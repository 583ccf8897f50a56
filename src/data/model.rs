use std::collections::{BTreeSet, HashSet};
use std::fmt;

use chrono::NaiveDateTime;

// ---------------------------------------------------------------------------
// Column names as they appear in the workbook
// ---------------------------------------------------------------------------

pub const VILLAGE: &str = "Village Name";
pub const FARMER: &str = "Farmer Name";
pub const FATHER: &str = "Father Name";
pub const MOBILE: &str = "Mobile Number";
pub const DEVICE: &str = "Device ID";
pub const IRRIGATION_COUNT: &str = "No of Irrigation";
pub const YIELD: &str = "Yield (quintal/acre)";
pub const IRRIGATED_WATER: &str = "Irrigated Water (lakh L/acre)";
pub const TOTAL_WATER: &str = "Total Water (lakh L/acre)";
pub const RAIN_WATER: &str = "Rain Water (lakh L/acre)";
pub const TIMESTAMP: &str = "CreateDate";
pub const MOISTURE: &str = "CalculatedValue";

// ---------------------------------------------------------------------------
// CellValue – a single cell of a sheet
// ---------------------------------------------------------------------------

/// A dynamically-typed cell mirroring what spreadsheet readers hand back.
/// Used as a `BTreeSet` key for selections, so it must be `Ord`.
#[derive(Debug, Clone, PartialEq)]
pub enum CellValue {
    String(String),
    Integer(i64),
    Float(f64),
    Bool(bool),
    Date(NaiveDateTime),
    Null,
}

impl Eq for CellValue {}

impl PartialOrd for CellValue {
    fn partial_cmp(&self, other: &Self) -> Option<std::cmp::Ordering> {
        Some(self.cmp(other))
    }
}

impl Ord for CellValue {
    fn cmp(&self, other: &Self) -> std::cmp::Ordering {
        use CellValue::*;
        fn discriminant(v: &CellValue) -> u8 {
            match v {
                Null => 0,
                Bool(_) => 1,
                Integer(_) => 2,
                Float(_) => 3,
                String(_) => 4,
                Date(_) => 5,
            }
        }
        let da = discriminant(self);
        let db = discriminant(other);
        if da != db {
            return da.cmp(&db);
        }
        match (self, other) {
            (Bool(a), Bool(b)) => a.cmp(b),
            (Integer(a), Integer(b)) => a.cmp(b),
            (Float(a), Float(b)) => a.total_cmp(b),
            (String(a), String(b)) => a.cmp(b),
            (Date(a), Date(b)) => a.cmp(b),
            _ => std::cmp::Ordering::Equal,
        }
    }
}

impl std::hash::Hash for CellValue {
    fn hash<H: std::hash::Hasher>(&self, state: &mut H) {
        std::mem::discriminant(self).hash(state);
        match self {
            CellValue::String(s) => s.hash(state),
            CellValue::Integer(i) => i.hash(state),
            CellValue::Float(f) => f.to_bits().hash(state),
            CellValue::Bool(b) => b.hash(state),
            CellValue::Date(d) => d.hash(state),
            CellValue::Null => {}
        }
    }
}

impl fmt::Display for CellValue {
    fn fmt(&self, f: &mut fmt::Formatter<'_>) -> fmt::Result {
        match self {
            CellValue::String(s) => write!(f, "{s}"),
            CellValue::Integer(i) => write!(f, "{i}"),
            CellValue::Float(v) => write!(f, "{v:.2}"),
            CellValue::Bool(b) => write!(f, "{b}"),
            CellValue::Date(d) => write!(f, "{}", d.format("%Y-%m-%d %H:%M")),
            CellValue::Null => write!(f, "–"),
        }
    }
}

impl From<&str> for CellValue {
    fn from(s: &str) -> Self {
        CellValue::String(s.to_string())
    }
}

impl From<f64> for CellValue {
    fn from(v: f64) -> Self {
        CellValue::from_number(v)
    }
}

impl From<i64> for CellValue {
    fn from(i: i64) -> Self {
        CellValue::Integer(i)
    }
}

impl From<NaiveDateTime> for CellValue {
    fn from(d: NaiveDateTime) -> Self {
        CellValue::Date(d)
    }
}

impl CellValue {
    /// Build a numeric cell, folding whole floats into `Integer`.
    ///
    /// Spreadsheet readers report every number as a float, which would make
    /// device ids and mobile numbers render as `9876543210.00`.
    pub fn from_number(v: f64) -> Self {
        if v.is_nan() {
            CellValue::Null
        } else if v.fract() == 0.0 && v.abs() < i64::MAX as f64 {
            CellValue::Integer(v as i64)
        } else {
            CellValue::Float(v)
        }
    }

    /// Try to interpret the value as an `f64` for aggregation.
    pub fn as_f64(&self) -> Option<f64> {
        match self {
            CellValue::Float(v) if v.is_finite() => Some(*v),
            CellValue::Integer(i) => Some(*i as f64),
            _ => None,
        }
    }

    pub fn as_date(&self) -> Option<NaiveDateTime> {
        match self {
            CellValue::Date(d) => Some(*d),
            _ => None,
        }
    }

    pub fn is_null(&self) -> bool {
        matches!(self, CellValue::Null)
    }
}

// ---------------------------------------------------------------------------
// Table – one sheet, row-major
// ---------------------------------------------------------------------------

/// An immutable in-memory sheet: ordered columns and row-major cells.
#[derive(Debug, Clone, Default, PartialEq)]
pub struct Table {
    pub columns: Vec<String>,
    pub rows: Vec<Vec<CellValue>>,
}

static NULL: CellValue = CellValue::Null;

impl Table {
    pub fn new(columns: Vec<String>, rows: Vec<Vec<CellValue>>) -> Self {
        Table { columns, rows }
    }

    pub fn len(&self) -> usize {
        self.rows.len()
    }

    pub fn is_empty(&self) -> bool {
        self.rows.is_empty()
    }

    pub fn column_index(&self, name: &str) -> Option<usize> {
        self.columns.iter().position(|c| c == name)
    }

    pub fn has_column(&self, name: &str) -> bool {
        self.column_index(name).is_some()
    }

    /// Cell at (`row`, `column`). Missing columns and short rows read as `Null`.
    pub fn value(&self, row: usize, column: &str) -> &CellValue {
        self.column_index(column)
            .and_then(|c| self.rows.get(row)?.get(c))
            .unwrap_or(&NULL)
    }

    /// All cells of one column in row order (`Null` if the column is absent).
    pub fn column_values<'a>(&'a self, column: &str) -> impl Iterator<Item = &'a CellValue> + 'a {
        let idx = self.column_index(column);
        self.rows
            .iter()
            .map(move |row| idx.and_then(|c| row.get(c)).unwrap_or(&NULL))
    }

    /// Sorted set of the non-null values of a column.
    pub fn unique_values(&self, column: &str) -> BTreeSet<CellValue> {
        self.column_values(column)
            .filter(|v| !v.is_null())
            .cloned()
            .collect()
    }

    /// A new table holding the given rows, in the given order.
    pub fn select_rows(&self, indices: &[usize]) -> Table {
        Table {
            columns: self.columns.clone(),
            rows: indices
                .iter()
                .filter_map(|&i| self.rows.get(i).cloned())
                .collect(),
        }
    }

    /// Project onto `columns` and drop duplicate rows, keeping the first
    /// occurrence of each.
    pub fn distinct_rows(&self, columns: &[&str]) -> Table {
        let idx: Vec<Option<usize>> = columns.iter().map(|c| self.column_index(c)).collect();
        let mut seen: HashSet<Vec<CellValue>> = HashSet::new();
        let mut rows = Vec::new();

        for row in &self.rows {
            let projected: Vec<CellValue> = idx
                .iter()
                .map(|i| i.and_then(|i| row.get(i)).cloned().unwrap_or(CellValue::Null))
                .collect();
            if seen.insert(projected.clone()) {
                rows.push(projected);
            }
        }

        Table {
            columns: columns.iter().map(|c| c.to_string()).collect(),
            rows,
        }
    }
}

// ---------------------------------------------------------------------------
// TableSchema – what a sheet must contain
// ---------------------------------------------------------------------------

/// Expected layout of one sheet.
#[derive(Debug, Clone, Copy, PartialEq, Eq)]
pub struct TableSchema {
    /// Sheet name used when none is configured.
    pub default_sheet: &'static str,
    pub required: &'static [&'static str],
    /// Subset of `required` whose cells must be numbers (or empty).
    pub numeric: &'static [&'static str],
    /// Subset of `required` whose cells must be dates (or empty).
    pub dates: &'static [&'static str],
}

/// Aggregated per-device sheet.
pub const SUMMARY_SCHEMA: TableSchema = TableSchema {
    default_sheet: "summary",
    required: &[
        VILLAGE,
        FARMER,
        DEVICE,
        IRRIGATION_COUNT,
        YIELD,
        IRRIGATED_WATER,
        TOTAL_WATER,
        RAIN_WATER,
    ],
    numeric: &[IRRIGATION_COUNT, YIELD, IRRIGATED_WATER, TOTAL_WATER, RAIN_WATER],
    dates: &[],
};

/// Per-reading sheet. `No of Irrigation` is optional here.
pub const RAW_SCHEMA: TableSchema = TableSchema {
    default_sheet: "raw",
    required: &[FARMER, FATHER, MOBILE, VILLAGE, DEVICE, TIMESTAMP, MOISTURE],
    numeric: &[MOISTURE],
    dates: &[TIMESTAMP],
};

impl TableSchema {
    /// Required columns absent from `columns`.
    pub fn missing_columns(&self, columns: &[String]) -> Vec<String> {
        self.required
            .iter()
            .filter(|req| !columns.iter().any(|c| c == *req))
            .map(|c| c.to_string())
            .collect()
    }
}
use chrono::NaiveDateTime;

use super::model::{CellValue, Table};

/// One `(timestamp, value)` point of a time series.
pub type SeriesPoint = (NaiveDateTime, f64);

/// The time series of one entity (e.g. one farmer's moisture readings).
#[derive(Debug, Clone, PartialEq)]
pub struct EntitySeries {
    pub entity: CellValue,
    pub points: Vec<SeriesPoint>,
}

/// Points of the rows whose `entity_column` equals `entity`, in table order.
///
/// Rows with no timestamp or no numeric value are skipped.
pub fn series_for(
    table: &Table,
    entity_column: &str,
    entity: &CellValue,
    time_column: &str,
    value_column: &str,
) -> Vec<SeriesPoint> {
    (0..table.len())
        .filter(|&row| table.value(row, entity_column) == entity)
        .filter_map(|row| {
            let t = table.value(row, time_column).as_date()?;
            let v = table.value(row, value_column).as_f64()?;
            Some((t, v))
        })
        .collect()
}

/// One series per distinct entity, entities in order of first appearance.
pub fn series_by_entity(
    table: &Table,
    entity_column: &str,
    time_column: &str,
    value_column: &str,
) -> Vec<EntitySeries> {
    let mut entities: Vec<&CellValue> = Vec::new();
    for value in table.column_values(entity_column) {
        if !value.is_null() && !entities.contains(&value) {
            entities.push(value);
        }
    }

    entities
        .into_iter()
        .map(|entity| EntitySeries {
            entity: entity.clone(),
            points: series_for(table, entity_column, entity, time_column, value_column),
        })
        .collect()
}

/// Stable sort by timestamp. Sheets are not guaranteed to be in time order and
/// a line chart drawn in row order zig-zags.
pub fn sorted_by_time(mut points: Vec<SeriesPoint>) -> Vec<SeriesPoint> {
    points.sort_by_key(|(t, _)| *t);
    points
}

#[cfg(test)]
mod tests {
    use super::*;
    use crate::data::loader::parse_datetime;
    use crate::data::model::{FARMER, MOISTURE, TIMESTAMP};

    fn at(s: &str) -> NaiveDateTime {
        parse_datetime(s).unwrap()
    }

    fn readings() -> Table {
        Table::new(
            vec![FARMER.into(), TIMESTAMP.into(), MOISTURE.into()],
            vec![
                vec!["Ravi".into(), at("2024-07-03").into(), 28.0.into()],
                vec!["Asha".into(), at("2024-07-02").into(), 31.5.into()],
                vec!["Ravi".into(), at("2024-07-01").into(), 30.25.into()],
                vec!["Asha".into(), CellValue::Null, 29.0.into()],
                vec!["Asha".into(), at("2024-07-04").into(), CellValue::Null],
            ],
        )
    }

    #[test]
    fn series_keeps_table_order() {
        let s = series_for(&readings(), FARMER, &"Ravi".into(), TIMESTAMP, MOISTURE);
        assert_eq!(s, vec![(at("2024-07-03"), 28.0), (at("2024-07-01"), 30.25)]);
    }

    #[test]
    fn incomplete_rows_are_skipped() {
        let s = series_for(&readings(), FARMER, &"Asha".into(), TIMESTAMP, MOISTURE);
        assert_eq!(s, vec![(at("2024-07-02"), 31.5)]);
    }

    #[test]
    fn empty_table_gives_empty_series() {
        let empty = readings().select_rows(&[]);
        assert!(series_for(&empty, FARMER, &"Asha".into(), TIMESTAMP, MOISTURE).is_empty());
        assert!(series_by_entity(&empty, FARMER, TIMESTAMP, MOISTURE).is_empty());
    }

    #[test]
    fn entities_in_first_appearance_order() {
        let all = series_by_entity(&readings(), FARMER, TIMESTAMP, MOISTURE);
        let names: Vec<String> = all.iter().map(|s| s.entity.to_string()).collect();
        assert_eq!(names, vec!["Ravi", "Asha"]);
    }

    #[test]
    fn sorting_orders_by_timestamp() {
        let s = series_for(&readings(), FARMER, &"Ravi".into(), TIMESTAMP, MOISTURE);
        let sorted = sorted_by_time(s);
        assert_eq!(sorted[0].0, at("2024-07-01"));
        assert_eq!(sorted[1].0, at("2024-07-03"));
    }
}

- - -

If a line in the listing has "cloned" in it, report that line.

            .cloned()
                .filter_map(|&i| self.rows.get(i).cloned())
                .map(|i| i.and_then(|i| row.get(i)).cloned().unwrap_or(CellValue::Null))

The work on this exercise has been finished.